[Opening Information shown section]

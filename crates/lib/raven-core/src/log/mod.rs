use std::collections::HashSet;
use std::path::PathBuf;

use anyhow::Context;
use fern::colors::{Color, ColoredLevelConfig};

pub use log::LevelFilter as LevelFilter;

lazy_static::lazy_static! {
    static ref GLOBAL_MUTE_MODULE_NAMES: HashSet<&'static str> = HashSet::from([
        // per-pass scheduling is too chatty for the console, it still goes to the log file
        "raven_rg::executing_graph",
    ]);
}

/// Log configuration.
#[derive(Clone, Debug)]
pub struct LogConfig {
    pub level: LevelFilter,
    /// Also write every record into this file (truncated on startup).
    pub log_file: Option<PathBuf>,
}

impl Default for LogConfig {
    fn default() -> Self {
        Self {
            level: LevelFilter::Debug,
            log_file: None,
        }
    }
}

/// Initialize log module.
pub fn init_log(config: LogConfig) -> anyhow::Result<()> {
    if let Some(dir) = config.log_file.as_ref().and_then(|file| file.parent()) {
        if !dir.as_os_str().is_empty() && !dir.exists() {
            std::fs::create_dir_all(dir)
                .with_context(|| format!("Failed to create log folder {}", dir.display()))?;
        }
    }

    setup_logger(&config).context("Failed to initialize log module!")?;

    trace!("log initialized!");
    Ok(())
}

fn setup_logger(config: &LogConfig) -> anyhow::Result<()> {
    // setup colors
    let colors = ColoredLevelConfig::new()
        .trace(Color::White)
        .debug(Color::Magenta)
        .info(Color::Cyan)
        .warn(Color::Yellow)
        .error(Color::Red);

    // standard output dispatch, for trace, debug and info messages.
    let stdout = fern::Dispatch::new()
        .filter(|meta| {
            meta.level() >= log::Level::Info &&
            GLOBAL_MUTE_MODULE_NAMES.get(meta.target()).is_none()
        })
        .chain(std::io::stdout());

    // standard error dispatch, for warn and error messages.
    let stderr = fern::Dispatch::new()
        .level(LevelFilter::Warn)
        .filter(|meta| {
            GLOBAL_MUTE_MODULE_NAMES.get(meta.target()).is_none()
        })
        .chain(std::io::stderr());

    // console output with the colors
    let console_output = fern::Dispatch::new()
        .format(move |out, message, record| {
            out.finish(format_args!(
                "{}[{}][{}] {}",
                chrono::Local::now().format("[%Y-%m-%d][%H:%M:%S]"),
                record.target(),
                colors.color(record.level()),
                message
            ))
        })
        .chain(stdout)
        .chain(stderr);

    let mut dispatch = fern::Dispatch::new()
        .level(config.level) // setup base log level from user
        .chain(console_output);

    if let Some(file) = &config.log_file {
        let file_output = fern::Dispatch::new()
            .format(|out, message, record| {
                out.finish(format_args!(
                    "{}[{}][{}] {}",
                    chrono::Local::now().format("[%Y-%m-%d][%H:%M:%S]"),
                    record.target(),
                    record.level(),
                    message
                ))
            })
            .chain(std::fs::OpenOptions::new()
                .create(true)
                .write(true)
                .truncate(true)
                .open(file)?);

        dispatch = dispatch.chain(file_output);
    }

    // final apply to all the dispatches
    dispatch.apply()?;

    Ok(())
}
use std::sync::Arc;

use crate::device::Device;
use crate::error::RgError;
use crate::graph_resource::{GraphResource, GraphResourceDesc, GraphResourceHandle, Handle, ReadHandle};
use crate::pass::PassId;
use crate::resource::{ResourceKind, Texture, RendererList};
use crate::resource_desc::{TextureDesc, RendererListDesc};

/// Who wrote and who read one version of a resource.
#[derive(Clone, Debug, Default)]
pub(crate) struct ResourceVersion {
    /// `None` for the initial version of a resource.
    pub(crate) writer: Option<PassId>,
    pub(crate) readers: Vec<PassId>,
}

pub(crate) struct RegistryEntry<D: Device> {
    pub(crate) resource: GraphResource<D>,
    /// Indexed by version.
    pub(crate) versions: Vec<ResourceVersion>,
}

impl<D: Device> RegistryEntry<D> {
    #[inline]
    pub(crate) fn current_version(&self) -> u32 {
        (self.versions.len() - 1) as u32
    }
}

/// Logical resources of one frame.
///
/// Maps handles to their descriptions and tracks the writer and the readers of every version.
/// Only physical resources outlive the registry, through the transient resource cache.
pub struct ResourceRegistry<D: Device> {
    graph: u32,
    pub(crate) entries: Vec<RegistryEntry<D>>,
}

impl<D: Device> ResourceRegistry<D> {
    pub(crate) fn new(graph: u32) -> Self {
        Self {
            graph,
            entries: Vec::new(),
        }
    }

    fn push_entry(&mut self, resource: GraphResource<D>) -> GraphResourceHandle {
        let handle = GraphResourceHandle {
            id: self.entries.len() as u32,
            version: 0,
            kind: resource.kind(),
            graph: self.graph,
        };

        self.entries.push(RegistryEntry {
            resource,
            versions: vec![ResourceVersion::default()],
        });
        handle
    }

    pub(crate) fn create_texture(&mut self, desc: TextureDesc) -> Result<Handle<Texture>, RgError> {
        desc.validate()?;
        Ok(Handle::new(self.push_entry(GraphResource::Created(GraphResourceDesc::Texture(desc)))))
    }

    pub(crate) fn create_renderer_list(&mut self, desc: RendererListDesc) -> Result<ReadHandle<RendererList>, RgError> {
        desc.validate()?;
        Ok(ReadHandle::new(self.push_entry(GraphResource::Created(GraphResourceDesc::RendererList(desc)))))
    }

    pub(crate) fn import_texture(&mut self, desc: TextureDesc, raw: Arc<D::Texture>) -> Result<Handle<Texture>, RgError> {
        desc.validate()?;
        Ok(Handle::new(self.push_entry(GraphResource::Imported { desc, raw })))
    }

    /// Check that the handle points to an existing version of a resource of this graph.
    pub(crate) fn check(&self, handle: GraphResourceHandle, kind: ResourceKind) -> Result<&RegistryEntry<D>, &'static str> {
        if handle.graph != self.graph {
            return Err("handle belongs to another render graph");
        }
        if handle.kind != kind {
            return Err("handle refers to a resource of another kind");
        }

        let entry = self.entries.get(handle.id as usize)
            .ok_or("handle index out of range")?;

        if entry.resource.kind() != kind {
            return Err("handle refers to a resource of another kind");
        }
        if handle.version > entry.current_version() {
            return Err("handle version does not exist");
        }

        Ok(entry)
    }

    /// Record `pass` as the writer of the next version of the resource and return the handle to that version.
    pub(crate) fn record_write(&mut self, pass: PassId, handle: GraphResourceHandle) -> Result<GraphResourceHandle, &'static str> {
        let entry = self.check(handle, ResourceKind::Texture)?;
        if handle.version != entry.current_version() {
            return Err("write through a stale handle, the resource has been written since");
        }

        self.entries[handle.id as usize].versions.push(ResourceVersion {
            writer: Some(pass),
            readers: Vec::new(),
        });

        Ok(handle.next_version())
    }

    /// Record `pass` as a reader of exactly this version of the resource.
    pub(crate) fn record_read(&mut self, pass: PassId, handle: GraphResourceHandle, kind: ResourceKind) -> Result<(), &'static str> {
        self.check(handle, kind)?;

        let readers = &mut self.entries[handle.id as usize].versions[handle.version as usize].readers;
        if !readers.contains(&pass) {
            readers.push(pass);
        }

        Ok(())
    }

    #[inline]
    pub(crate) fn version(&self, handle: GraphResourceHandle) -> &ResourceVersion {
        &self.entries[handle.id as usize].versions[handle.version as usize]
    }

    /// Handle to the latest version of the resource `id`.
    pub(crate) fn latest(&self, id: u32) -> GraphResourceHandle {
        let entry = &self.entries[id as usize];

        GraphResourceHandle {
            id,
            version: entry.current_version(),
            kind: entry.resource.kind(),
            graph: self.graph,
        }
    }

    pub fn texture_desc(&self, handle: GraphResourceHandle) -> Option<&TextureDesc> {
        self.entries.get(handle.id as usize)
            .and_then(|entry| entry.resource.texture_desc())
    }

    pub fn name(&self, handle: GraphResourceHandle) -> Option<&str> {
        self.entries.get(handle.id as usize)
            .map(|entry| entry.resource.name())
    }

    #[inline]
    pub fn len(&self) -> usize {
        self.entries.len()
    }

    #[inline]
    pub fn is_empty(&self) -> bool {
        self.entries.is_empty()
    }
}
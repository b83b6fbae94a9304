mod common;

use std::sync::Arc;

use common::*;
use raven_rg::{
    CacheStats, DepthAccess, PassContext, RenderGraph, RenderQueueRange, RendererListDesc, RgError,
};

/// P0 -> A -> P1 -> B -> P2 -> C -> P3 -> O, every texture with the same description.
fn build_chain(rg: &mut RenderGraph<MockDevice>) {
    let mut a = rg.create_texture(color_desc("A")).unwrap();
    let mut b = rg.create_texture(color_desc("B")).unwrap();
    let mut c = rg.create_texture(color_desc("C")).unwrap();
    let mut o = rg.create_texture(color_desc("O")).unwrap();

    let mut pass = rg.add_pass("P0");
    pass.write_texture(&mut a).unwrap();
    pass.render_fn(record_pass(&[], &[a.read_only()]));

    let mut pass = rg.add_pass("P1");
    pass.read_texture(a).unwrap();
    pass.write_texture(&mut b).unwrap();
    pass.render_fn(record_pass(&[a.read_only()], &[b.read_only()]));

    let mut pass = rg.add_pass("P2");
    pass.read_texture(b).unwrap();
    pass.write_texture(&mut c).unwrap();
    pass.render_fn(record_pass(&[b.read_only()], &[c.read_only()]));

    let mut pass = rg.add_pass("P3");
    pass.read_texture(c).unwrap();
    pass.write_texture(&mut o).unwrap();
    pass.render_fn(record_pass(&[c.read_only()], &[o.read_only()]));

    rg.export(o).unwrap();
}

#[test]
fn execute_in_compiled_order() {
    let mut executor = executor();

    executor.run_frame(&params(), |rg| {
        let mut t = rg.create_texture(color_desc("T")).unwrap();
        let mut o = rg.create_texture(color_desc("O")).unwrap();
        let mut u = rg.create_texture(color_desc("U")).unwrap();

        let mut pass = rg.add_pass("P1");
        pass.write_texture(&mut t).unwrap();
        pass.render_fn(record_pass(&[], &[t.read_only()]));

        let mut pass = rg.add_pass("P2");
        pass.read_texture(t).unwrap();
        pass.write_texture(&mut o).unwrap();
        pass.render_fn(record_pass(&[t.read_only()], &[o.read_only()]));

        let mut pass = rg.add_pass("P3");
        pass.write_texture(&mut u).unwrap();
        pass.render_fn(record_pass(&[], &[u.read_only()]));

        rg.export(o).unwrap();
        Ok(())
    }).unwrap();

    let device = executor.device();
    assert_eq!(device.executed(), vec!["P1", "P2"]);
    assert_eq!(device.created_textures(), vec!["T", "O"]);

    let (seen, _) = device.execution("P2").unwrap();
    assert_eq!(seen[0].1, "P1");
    assert_eq!(executor.frame_index(), 1);
}

#[test]
fn alias_textures_with_disjoint_lifetimes() {
    let mut executor = executor();
    executor.run_frame(&params(), |rg| {
        build_chain(rg);
        Ok(())
    }).unwrap();

    let device = executor.device();
    assert_eq!(device.executed(), vec!["P0", "P1", "P2", "P3"]);
    assert_eq!(device.created_textures(), vec!["A", "B"]);

    let (_, p0_written) = device.execution("P0").unwrap();
    let (p1_seen, p1_written) = device.execution("P1").unwrap();
    let (p2_seen, p2_written) = device.execution("P2").unwrap();
    let (p3_seen, p3_written) = device.execution("P3").unwrap();

    let (a, b, c, o) = (p0_written[0], p1_written[0], p2_written[0], p3_written[0]);

    // A is still read while B is written, so they can't share
    assert_ne!(a, b);
    assert_eq!(c, a);
    assert_eq!(o, b);

    assert_eq!(p1_seen, vec![(a, String::from("P0"))]);
    assert_eq!(p2_seen, vec![(b, String::from("P1"))]);
    assert_eq!(p3_seen, vec![(c, String::from("P2"))]);

    assert_eq!(executor.cache_stats(), CacheStats { hits: 2, misses: 2 });
    assert_eq!(executor.cached_texture_count(), 2);
}

#[test]
fn reuse_textures_across_frames() {
    let mut executor = executor();

    executor.run_frame(&params(), |rg| {
        build_chain(rg);
        Ok(())
    }).unwrap();
    executor.device_mut().clear_events();

    executor.run_frame(&params(), |rg| {
        build_chain(rg);
        Ok(())
    }).unwrap();

    assert!(executor.device().created_textures().is_empty());
    assert_eq!(executor.device().executed(), vec!["P0", "P1", "P2", "P3"]);
    assert_eq!(executor.cache_stats(), CacheStats { hits: 6, misses: 2 });
    assert_eq!(executor.cached_texture_count(), 2);

    // a different resolution means different keys
    executor.run_frame(&raven_rg::ExecuteParams::new(1024, 768), |rg| {
        let mut t = rg.create_texture(depth_desc("full screen depth")).unwrap();
        let mut pass = rg.add_pass("prepass");
        pass.use_depth_output(&mut t, DepthAccess::Write).unwrap();
        pass.render_fn(record_pass(&[], &[t.read_only()]));
        rg.export(t).unwrap();
        Ok(())
    }).unwrap();
    assert_eq!(executor.device().created_textures(), vec!["full screen depth"]);

    let device = executor.shutdown();
    let destroyed = device.events.iter()
        .filter(|event| matches!(event, DeviceEvent::DestroyTexture { .. }))
        .count();
    assert_eq!(destroyed, 3);
}

#[test]
fn stale_read_sees_the_old_content() {
    let mut executor = executor();

    executor.run_frame(&params(), |rg| {
        let mut t = rg.create_texture(color_desc("T")).unwrap();
        let mut out = rg.create_texture(color_desc("out")).unwrap();

        let mut pass = rg.add_pass("first write");
        pass.write_texture(&mut t).unwrap();
        pass.render_fn(record_pass(&[], &[t.read_only()]));
        let first = t.read_only();

        let mut pass = rg.add_pass("second write");
        pass.read_texture(first).unwrap();
        pass.write_texture(&mut t).unwrap();
        pass.render_fn(record_pass(&[first], &[t.read_only()]));

        let mut pass = rg.add_pass("stale reader");
        pass.read_texture(first).unwrap();
        pass.write_texture(&mut out).unwrap();
        pass.render_fn(record_pass(&[first], &[out.read_only()]));

        rg.export(t).unwrap();
        rg.export(out).unwrap();
        Ok(())
    }).unwrap();

    let device = executor.device();
    assert_eq!(device.executed(), vec!["first write", "stale reader", "second write"]);

    let (seen, _) = device.execution("stale reader").unwrap();
    assert_eq!(seen[0].1, "first write");
}

#[test]
fn clear_texture_on_first_use() {
    let mut executor = executor();

    executor.run_frame(&params(), |rg| {
        let history = rg.create_texture(color_desc("history").with_clear([0.0, 0.0, 0.0, 1.0])).unwrap();
        let mut resolved = rg.create_texture(color_desc("resolved")).unwrap();

        let mut pass = rg.add_pass("accumulate");
        pass.read_texture(history).unwrap();
        pass.use_color_output(&mut resolved, 0).unwrap();
        pass.render_fn(record_pass(&[history.read_only()], &[resolved.read_only()]));

        rg.export(resolved).unwrap();
        Ok(())
    }).unwrap();

    let device = executor.device();
    let (seen, _) = device.execution("accumulate").unwrap();
    assert_eq!(seen[0].1, "<clear>");

    let cleared: Vec<_> = device.events.iter()
        .filter_map(|event| match event {
            DeviceEvent::ClearTexture { id, color } => Some((*id, *color)),
            _ => None,
        })
        .collect();
    assert_eq!(cleared, vec![(seen[0].0, [0.0, 0.0, 0.0, 1.0])]);
}

#[test]
fn reject_undeclared_access() {
    let mut executor = executor();

    let err = executor.run_frame(&params(), |rg| {
        let mut declared = rg.create_texture(color_desc("declared")).unwrap();
        let mut hidden = rg.create_texture(color_desc("hidden")).unwrap();

        let mut pass = rg.add_pass("other");
        pass.write_texture(&mut hidden).unwrap();
        pass.render_fn(record_pass(&[], &[]));

        let mut pass = rg.add_pass("sneaky");
        pass.write_texture(&mut declared).unwrap();
        pass.render_fn(record_pass(&[hidden.read_only()], &[]));

        rg.export(declared).unwrap();
        rg.export(hidden).unwrap();
        Ok(())
    }).unwrap_err();

    assert!(matches!(
        err.root_cause().downcast_ref::<RgError>(),
        Some(RgError::UndeclaredAccess { pass, .. }) if pass == "sneaky"
    ));

    // everything went back to the cache even though the frame was dropped
    assert_eq!(executor.cached_texture_count(), 2);
}

#[test]
fn recover_after_failing_pass() {
    let mut executor = executor();

    let err = executor.run_frame(&params(), |rg| {
        let mut a = rg.create_texture(color_desc("A")).unwrap();
        let mut b = rg.create_texture(color_desc("B")).unwrap();

        let mut pass = rg.add_pass("producer");
        pass.write_texture(&mut a).unwrap();
        pass.render_fn(record_pass(&[], &[a.read_only()]));

        let mut pass = rg.add_pass("broken");
        pass.read_texture(a).unwrap();
        pass.write_texture(&mut b).unwrap();
        pass.render_fn(|_ctx| anyhow::bail!("pipeline is not ready"));

        let mut pass = rg.add_pass("after");
        pass.read_texture(b).unwrap();
        pass.never_cull();
        pass.render_fn(record_pass(&[], &[]));
        Ok(())
    }).unwrap_err();

    assert!(format!("{:?}", err).contains("pipeline is not ready"));
    assert_eq!(executor.device().executed(), vec!["producer"]);
    assert_eq!(executor.cached_texture_count(), 2);

    executor.device_mut().clear_events();
    executor.run_frame(&params(), |rg| {
        build_chain(rg);
        Ok(())
    }).unwrap();

    assert!(executor.device().created_textures().is_empty());
    assert_eq!(executor.frame_index(), 2);
}

#[test]
fn drop_frame_when_device_fails() {
    let mut executor = executor();
    executor.device_mut().fail_texture = Some(String::from("B"));

    let err = executor.run_frame(&params(), |rg| {
        build_chain(rg);
        Ok(())
    }).unwrap_err();

    assert!(format!("{:?}", err).contains("out of device memory"));
    assert_eq!(executor.device().executed(), vec!["P0"]);
    assert_eq!(executor.cached_texture_count(), 1);

    executor.device_mut().fail_texture = None;
    executor.device_mut().clear_events();
    executor.run_frame(&params(), |rg| {
        build_chain(rg);
        Ok(())
    }).unwrap();

    // A comes back from the cache
    assert_eq!(executor.device().created_textures(), vec!["B"]);
}

#[test]
fn do_not_run_frame_that_fails_to_compile() {
    let mut executor = executor();

    let err = executor.run_frame(&params(), |rg| {
        drop(rg.add_pass("forgotten"));
        Ok(())
    }).unwrap_err();

    assert_eq!(
        err.root_cause().downcast_ref::<RgError>(),
        Some(&RgError::MissingCallback { pass: String::from("forgotten") })
    );
    assert!(executor.device().events.is_empty());
    assert_eq!(executor.frame_index(), 1);
}

#[derive(Default)]
struct BlurPayload {
    radius: u32,
    weights: Vec<f32>,
}

fn blur_pass(rg: &mut RenderGraph<MockDevice>, name: &str, export: bool) -> (u32, usize) {
    let mut target = rg.create_texture(color_desc(name)).unwrap();

    let mut pass = rg.add_pass(name);
    let mut payload = pass.payload::<BlurPayload>();
    let seen = (payload.radius, payload.weights.len());

    payload.radius = 4;
    payload.weights = vec![0.25; 4];
    pass.write_texture(&mut target).unwrap();
    pass.render(payload, move |payload, ctx| {
        assert_eq!(payload.radius, 4);
        let texture = ctx.texture(target)?;
        ctx.device.contents.insert(texture.id, format!("blur {}", payload.weights.len()));
        Ok(())
    });

    if export {
        rg.export(target).unwrap();
    }
    seen
}

#[test]
fn recycle_pass_payloads() {
    let mut executor = executor();

    executor.run_frame(&params(), |rg| {
        assert_eq!(blur_pass(rg, "blur x", true), (0, 0));
        // culled, its payload goes back to the pool too
        assert_eq!(blur_pass(rg, "blur unused", false), (0, 0));
        Ok(())
    }).unwrap();
    assert_eq!(executor.pooled_payload_count(), 2);

    executor.run_frame(&params(), |rg| {
        // recycled payloads are reset
        assert_eq!(blur_pass(rg, "blur x", true), (0, 0));
        Ok(())
    }).unwrap();
    assert_eq!(executor.pooled_payload_count(), 2);

    // payload-less passes never reach the pool
    executor.run_frame(&params(), |rg| {
        rg.add_pass("side effect").render_fn(|_ctx| Ok(()));
        Ok(())
    }).unwrap();
    assert_eq!(executor.pooled_payload_count(), 2);
}

#[test]
fn keep_pooled_payloads_across_dropped_frames() {
    let mut executor = executor();

    executor.run_frame(&params(), |rg| {
        blur_pass(rg, "blur x", true);
        Ok(())
    }).unwrap();
    assert_eq!(executor.pooled_payload_count(), 1);

    // takes the pooled payload, then fails to compile
    assert!(executor.run_frame(&params(), |rg| {
        blur_pass(rg, "blur x", true);
        drop(rg.add_pass("forgotten"));
        Ok(())
    }).is_err());
    assert_eq!(executor.pooled_payload_count(), 1);
    assert_eq!(executor.frame_index(), 2);

    assert!(executor.run_frame(&params(), |rg| {
        blur_pass(rg, "blur x", true);
        anyhow::bail!("scene is not loaded")
    }).is_err());
    assert_eq!(executor.pooled_payload_count(), 1);
    assert_eq!(executor.frame_index(), 3);

    let mut rg = executor.begin_frame();
    blur_pass(&mut rg, "blur x", true);
    executor.abandon_frame(rg);
    assert_eq!(executor.pooled_payload_count(), 1);
    assert_eq!(executor.frame_index(), 4);

    // nothing but the first frame reached the device
    assert_eq!(executor.device().created_textures(), vec!["blur x"]);
}

#[test]
fn resolve_renderer_lists_and_targets() {
    let mut executor = executor();
    let back_buffer = Arc::new(MockTexture {
        id: 1000,
        key: color_desc("back buffer").resolve(&params()).key,
        name: String::from("back buffer"),
    });

    executor.run_frame(&params(), |rg| {
        let mut color = rg.import_texture(color_desc("back buffer"), back_buffer.clone())?;
        let mut depth = rg.create_texture(depth_desc("depth"))?;

        let mut pass = rg.add_pass("forward opaque");
        let list = pass.create_and_use_renderer_list(
            RendererListDesc::new(&["Forward", "SRPDefaultUnlit"], RenderQueueRange::Opaque).with_name("opaque"),
        )?;
        pass.use_color_output(&mut color, 2)?;
        pass.use_depth_output(&mut depth, DepthAccess::ReadWrite)?;

        pass.render_fn(move |ctx: &mut PassContext<'_, MockDevice>| {
            let renderer_list = ctx.renderer_list(list)?;
            assert_eq!(renderer_list.pass_names, vec!["Forward", "SRPDefaultUnlit"]);
            assert_eq!(ctx.resources.renderer_lists().collect::<Vec<_>>(), vec![list]);

            let outputs: Vec<_> = ctx.resources.color_outputs().collect();
            assert_eq!(outputs, vec![(2, color.read_only())]);
            assert_eq!(ctx.texture(outputs[0].1)?.id, 1000);

            let (depth_output, access) = ctx.resources.depth_output().unwrap();
            assert_eq!(access, DepthAccess::ReadWrite);
            assert_eq!(depth_output, depth.read_only());
            assert_eq!(ctx.texture(depth_output)?.name, "depth");
            Ok(())
        });
        Ok(())
    }).unwrap();

    let device = executor.device();
    assert!(device.events.contains(&DeviceEvent::CreateRendererList { name: String::from("opaque") }));
    assert_eq!(device.created_textures(), vec!["depth"]);

    // imported textures never go through the cache
    assert_eq!(executor.cached_texture_count(), 1);
    assert_eq!(Arc::strong_count(&back_buffer), 1);
}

[Closing Information shown section]

● **Exercise description**
Could you write out exactly the lines above, starting at the first one and ending with the line that has "if let Some(dir)"?

● **Answer to this exercise**
filename crates/lib/raven-core/src/log/mod.rs
use std::collections::HashSet;
use std::path::PathBuf;

use anyhow::Context;
use fern::colors::{Color, ColoredLevelConfig};

pub use log::LevelFilter as LevelFilter;

lazy_static::lazy_static! {
    static ref GLOBAL_MUTE_MODULE_NAMES: HashSet<&'static str> = HashSet::from([
        // per-pass scheduling is too chatty for the console, it still goes to the log file
        "raven_rg::executing_graph",
    ]);
}

/// Log configuration.
#[derive(Clone, Debug)]
pub struct LogConfig {
    pub level: LevelFilter,
    /// Also write every record into this file (truncated on startup).
    pub log_file: Option<PathBuf>,
}

impl Default for LogConfig {
    fn default() -> Self {
        Self {
            level: LevelFilter::Debug,
            log_file: None,
        }
    }
}

/// Initialize log module.
pub fn init_log(config: LogConfig) -> anyhow::Result<()> {
    if let Some(dir) = config.log_file.as_ref().and_then(|file| file.parent()) {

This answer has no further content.